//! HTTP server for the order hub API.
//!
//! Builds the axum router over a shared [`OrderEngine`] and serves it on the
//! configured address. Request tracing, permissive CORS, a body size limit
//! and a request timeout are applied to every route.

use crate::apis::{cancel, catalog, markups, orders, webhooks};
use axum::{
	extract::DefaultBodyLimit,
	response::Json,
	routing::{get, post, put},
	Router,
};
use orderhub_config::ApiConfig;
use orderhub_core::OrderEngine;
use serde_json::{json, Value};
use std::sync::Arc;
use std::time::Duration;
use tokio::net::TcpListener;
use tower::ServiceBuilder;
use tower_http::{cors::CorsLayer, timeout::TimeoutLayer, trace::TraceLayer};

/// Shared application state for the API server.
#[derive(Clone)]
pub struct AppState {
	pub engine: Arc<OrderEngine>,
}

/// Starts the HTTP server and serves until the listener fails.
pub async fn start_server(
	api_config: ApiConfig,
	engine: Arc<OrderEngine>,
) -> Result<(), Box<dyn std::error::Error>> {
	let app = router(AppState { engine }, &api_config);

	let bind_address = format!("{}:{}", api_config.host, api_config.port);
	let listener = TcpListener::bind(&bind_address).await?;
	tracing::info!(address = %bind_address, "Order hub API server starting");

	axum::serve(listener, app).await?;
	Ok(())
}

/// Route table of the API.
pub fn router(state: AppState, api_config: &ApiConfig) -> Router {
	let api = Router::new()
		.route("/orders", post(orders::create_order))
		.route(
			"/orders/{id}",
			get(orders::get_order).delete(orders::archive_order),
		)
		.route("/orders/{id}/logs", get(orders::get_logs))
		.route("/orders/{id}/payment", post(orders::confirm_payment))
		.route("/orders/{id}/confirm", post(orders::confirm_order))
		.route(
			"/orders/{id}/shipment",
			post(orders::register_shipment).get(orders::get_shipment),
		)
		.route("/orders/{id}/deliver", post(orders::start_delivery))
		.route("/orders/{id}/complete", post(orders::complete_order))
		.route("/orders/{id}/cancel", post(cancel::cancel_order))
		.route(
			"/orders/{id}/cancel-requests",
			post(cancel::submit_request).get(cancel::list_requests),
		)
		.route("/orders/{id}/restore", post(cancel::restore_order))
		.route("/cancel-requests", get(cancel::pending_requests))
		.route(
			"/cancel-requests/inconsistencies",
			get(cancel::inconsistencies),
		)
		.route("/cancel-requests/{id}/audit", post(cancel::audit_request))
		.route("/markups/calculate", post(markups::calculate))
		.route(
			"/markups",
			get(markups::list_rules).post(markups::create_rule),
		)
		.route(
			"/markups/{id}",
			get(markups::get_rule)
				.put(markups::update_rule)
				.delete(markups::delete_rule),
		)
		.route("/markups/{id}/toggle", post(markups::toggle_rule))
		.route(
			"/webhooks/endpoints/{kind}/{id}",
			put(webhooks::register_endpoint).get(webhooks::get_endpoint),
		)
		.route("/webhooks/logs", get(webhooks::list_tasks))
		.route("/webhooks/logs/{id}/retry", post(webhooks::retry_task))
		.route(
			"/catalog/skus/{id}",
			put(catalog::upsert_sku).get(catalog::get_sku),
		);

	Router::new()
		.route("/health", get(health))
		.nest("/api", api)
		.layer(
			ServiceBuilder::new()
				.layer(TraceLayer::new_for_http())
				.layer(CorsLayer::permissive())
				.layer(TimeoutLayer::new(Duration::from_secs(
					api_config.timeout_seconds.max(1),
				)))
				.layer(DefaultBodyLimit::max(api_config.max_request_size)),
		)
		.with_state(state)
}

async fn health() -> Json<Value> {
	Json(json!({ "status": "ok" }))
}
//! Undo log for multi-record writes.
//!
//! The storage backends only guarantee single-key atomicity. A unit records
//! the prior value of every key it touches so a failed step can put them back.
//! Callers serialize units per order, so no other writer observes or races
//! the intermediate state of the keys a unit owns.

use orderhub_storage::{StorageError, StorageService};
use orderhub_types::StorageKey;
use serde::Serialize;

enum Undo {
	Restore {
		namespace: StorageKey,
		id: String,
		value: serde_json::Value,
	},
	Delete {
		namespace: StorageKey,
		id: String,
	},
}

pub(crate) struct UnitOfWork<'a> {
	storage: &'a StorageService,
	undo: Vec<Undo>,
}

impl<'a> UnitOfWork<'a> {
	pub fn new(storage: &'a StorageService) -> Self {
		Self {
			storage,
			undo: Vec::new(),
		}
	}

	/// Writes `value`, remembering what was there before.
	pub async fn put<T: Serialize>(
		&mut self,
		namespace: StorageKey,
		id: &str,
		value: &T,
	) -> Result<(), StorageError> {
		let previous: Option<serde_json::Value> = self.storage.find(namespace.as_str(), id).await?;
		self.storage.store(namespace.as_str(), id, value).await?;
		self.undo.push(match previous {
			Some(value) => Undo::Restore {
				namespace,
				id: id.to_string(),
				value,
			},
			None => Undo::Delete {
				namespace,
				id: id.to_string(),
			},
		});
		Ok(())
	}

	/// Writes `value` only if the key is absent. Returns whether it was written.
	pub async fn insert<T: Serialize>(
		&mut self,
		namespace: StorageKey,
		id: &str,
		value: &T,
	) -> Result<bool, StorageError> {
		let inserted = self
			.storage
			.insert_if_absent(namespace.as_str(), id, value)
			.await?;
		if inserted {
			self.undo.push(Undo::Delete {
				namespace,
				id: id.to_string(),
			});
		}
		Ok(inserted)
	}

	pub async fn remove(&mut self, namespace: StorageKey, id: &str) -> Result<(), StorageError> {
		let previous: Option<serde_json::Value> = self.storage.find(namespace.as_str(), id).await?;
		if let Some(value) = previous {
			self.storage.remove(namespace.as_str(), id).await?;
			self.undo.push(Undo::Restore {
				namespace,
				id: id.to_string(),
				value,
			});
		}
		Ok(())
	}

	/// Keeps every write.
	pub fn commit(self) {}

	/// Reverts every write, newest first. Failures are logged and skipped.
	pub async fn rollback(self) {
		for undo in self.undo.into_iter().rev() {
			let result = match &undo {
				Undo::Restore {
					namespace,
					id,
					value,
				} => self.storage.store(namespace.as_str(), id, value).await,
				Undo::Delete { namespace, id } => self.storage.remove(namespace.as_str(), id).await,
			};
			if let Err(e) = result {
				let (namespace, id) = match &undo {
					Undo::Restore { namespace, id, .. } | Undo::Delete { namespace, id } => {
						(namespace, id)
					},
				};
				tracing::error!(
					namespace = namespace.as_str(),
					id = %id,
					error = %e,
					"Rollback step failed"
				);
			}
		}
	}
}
:::
Exercise ▸ Where the word "inconsistencies" shows up in a line of the listing, return that line.

Solution to the problem ▸
			"/cancel-requests/inconsistencies",
			get(cancel::inconsistencies),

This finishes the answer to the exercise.